A series of singles through the rest of 1977 and into 1978 all made the Top 10 in Britain which all helped Never Mind The Bollocks, Here’s The Sex Pistols make the top of the album chart for two weeks in November, only to be replaced by The Sound of Bread. . .the ironies of pop!
The Sex Pistols’ US tour in January 1978 ended in complete shambles with fighting and drugs accompanied by just about every other rock ‘n’ roll excess. Three days after the last gig in San Francisco, the band broke up. Johnny Rotten once more became Lydon and formed PiL and Sid Vicious died of a heroin overdose in February 1979, not long after his girlfriend had been stabbed to death. Two weeks later The Great Rock ‘N’ Roll Swindle, an album soundtrack to their unreleased movie came out and made the top 10.
Having first offered hope to a generation that was feeling pretty hopeless, the Sex Pistols ultimately met a tragic end but they also inspired many others in the belief that anyone can make it. They were, and are, for many the quintessential rock band, but that really does depend on when you were born.
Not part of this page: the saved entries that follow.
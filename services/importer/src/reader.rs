//! Upload decoding: bytes in, a header row plus string records out.

use calamine::{open_workbook_auto_from_rs, Data, Reader};
use std::io::Cursor;

#[derive(Debug, thiserror::Error)]
pub enum ReadError {
    #[error("Could not read CSV headers")]
    MissingHeader,

    #[error("Invalid file type. Allowed: {allowed}")]
    UnsupportedExtension { allowed: String },

    #[error("File too large. Maximum size: {max} bytes")]
    TooLarge { size: usize, max: usize },

    #[error("Could not read file: {0}")]
    Csv(#[from] csv::Error),

    #[error("Could not read spreadsheet: {0}")]
    Spreadsheet(String),
}

/// One data line. `line` is the 1-based position in the source file, where
/// the header occupies line 1.
#[derive(Debug, Clone, PartialEq, Eq)]
pub struct RawRow {
    pub line: u64,
    pub cells: Vec<String>,
}

impl RawRow {
    pub fn is_blank(&self) -> bool {
        self.cells.iter().all(|c| c.trim().is_empty())
    }
}

#[derive(Debug, Clone, PartialEq, Eq)]
pub struct RawTable {
    pub headers: Vec<String>,
    pub rows: Vec<RawRow>,
}

impl RawTable {
    /// Rows with at least one non-blank cell.
    pub fn data_rows(&self) -> impl Iterator<Item = &RawRow> {
        self.rows.iter().filter(|r| !r.is_blank())
    }
}

#[derive(Debug, Clone, Copy, PartialEq, Eq)]
pub enum FileKind {
    Csv,
    Spreadsheet,
}

/// Classify an upload by its extension against the allowed list.
pub fn file_kind(file_name: &str, allowed: &[String]) -> Result<FileKind, ReadError> {
    let extension = file_name
        .rsplit_once('.')
        .map(|(_, ext)| ext.to_lowercase())
        .unwrap_or_default();

    let unsupported = || ReadError::UnsupportedExtension {
        allowed: allowed.join(", "),
    };

    if !allowed.iter().any(|a| a.eq_ignore_ascii_case(&extension)) {
        return Err(unsupported());
    }

    match extension.as_str() {
        "csv" | "txt" => Ok(FileKind::Csv),
        "xlsx" | "xls" | "xlsm" | "ods" => Ok(FileKind::Spreadsheet),
        _ => Err(unsupported()),
    }
}

/// Decode text, dropping a UTF-8 BOM. Input that is not valid UTF-8 is read
/// as Windows-1252, which is what spreadsheet tools export by default.
pub fn decode_text(bytes: &[u8]) -> String {
    let bytes = bytes.strip_prefix(b"\xEF\xBB\xBF").unwrap_or(bytes);
    match std::str::from_utf8(bytes) {
        Ok(text) => text.to_string(),
        Err(_) => {
            tracing::debug!("Upload is not UTF-8, decoding as Windows-1252");
            let (text, _, _) = encoding_rs::WINDOWS_1252.decode(bytes);
            text.into_owned()
        }
    }
}

pub fn read_csv(bytes: &[u8]) -> Result<RawTable, ReadError> {
    let text = decode_text(bytes);
    let mut reader = csv::ReaderBuilder::new()
        .has_headers(false)
        .flexible(true)
        .from_reader(text.as_bytes());

    let mut records = reader.records();
    let headers: Vec<String> = match records.next() {
        Some(record) => record?.iter().map(str::to_string).collect(),
        None => return Err(ReadError::MissingHeader),
    };
    if headers.iter().all(|h| h.trim().is_empty()) {
        return Err(ReadError::MissingHeader);
    }

    let mut rows = Vec::new();
    for (index, record) in records.enumerate() {
        let record = record?;
        let line = record
            .position()
            .map(|p| p.line())
            .unwrap_or(index as u64 + 2);
        rows.push(RawRow {
            line,
            cells: record.iter().map(str::to_string).collect(),
        });
    }

    Ok(RawTable { headers, rows })
}

/// First worksheet of an xlsx/xls/ods workbook, cells stringified.
pub fn read_spreadsheet(bytes: &[u8]) -> Result<RawTable, ReadError> {
    let mut workbook = open_workbook_auto_from_rs(Cursor::new(bytes.to_vec()))
        .map_err(|e| ReadError::Spreadsheet(e.to_string()))?;

    let range = workbook
        .worksheet_range_at(0)
        .ok_or_else(|| ReadError::Spreadsheet("workbook has no sheets".to_string()))?
        .map_err(|e| ReadError::Spreadsheet(e.to_string()))?;

    let mut lines = range.rows();
    let headers: Vec<String> = lines
        .next()
        .ok_or(ReadError::MissingHeader)?
        .iter()
        .map(cell_text)
        .collect();

    let rows = lines
        .enumerate()
        .map(|(index, cells)| RawRow {
            line: index as u64 + 2,
            cells: cells.iter().map(cell_text).collect(),
        })
        .collect();

    Ok(RawTable { headers, rows })
}

fn cell_text(cell: &Data) -> String {
    match cell {
        Data::Empty => String::new(),
        Data::String(s) => s.trim().to_string(),
        Data::DateTime(dt) => match dt.as_datetime() {
            Some(datetime) => datetime.date().format("%Y-%m-%d").to_string(),
            None => dt.as_f64().to_string(),
        },
        Data::DateTimeIso(s) => s.split('T').next().unwrap_or(s).to_string(),
        other => other.to_string(),
    }
}

/// Size and extension checks, then dispatch on the file kind.
pub fn read_upload(
    file_name: &str,
    bytes: &[u8],
    max_size: usize,
    allowed: &[String],
) -> Result<RawTable, ReadError> {
    if bytes.len() > max_size {
        return Err(ReadError::TooLarge {
            size: bytes.len(),
            max: max_size,
        });
    }
    match file_kind(file_name, allowed)? {
        FileKind::Csv => read_csv(bytes),
        FileKind::Spreadsheet => read_spreadsheet(bytes),
    }
}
In 1996, to celebrate their impending twentieth anniversary, The Sex Pistols reunited, with original bassist Glen Matlock taking the place of the deceased Sid Vicious. The band embarked on an international tour in June of 1996, releasing the Filthy Lucre Live album the following month. Four years later, Julien Temple (who helmed the band’s first movie, The Great Rock & Roll Swindle) directed the documentary film The Filth & The Fury.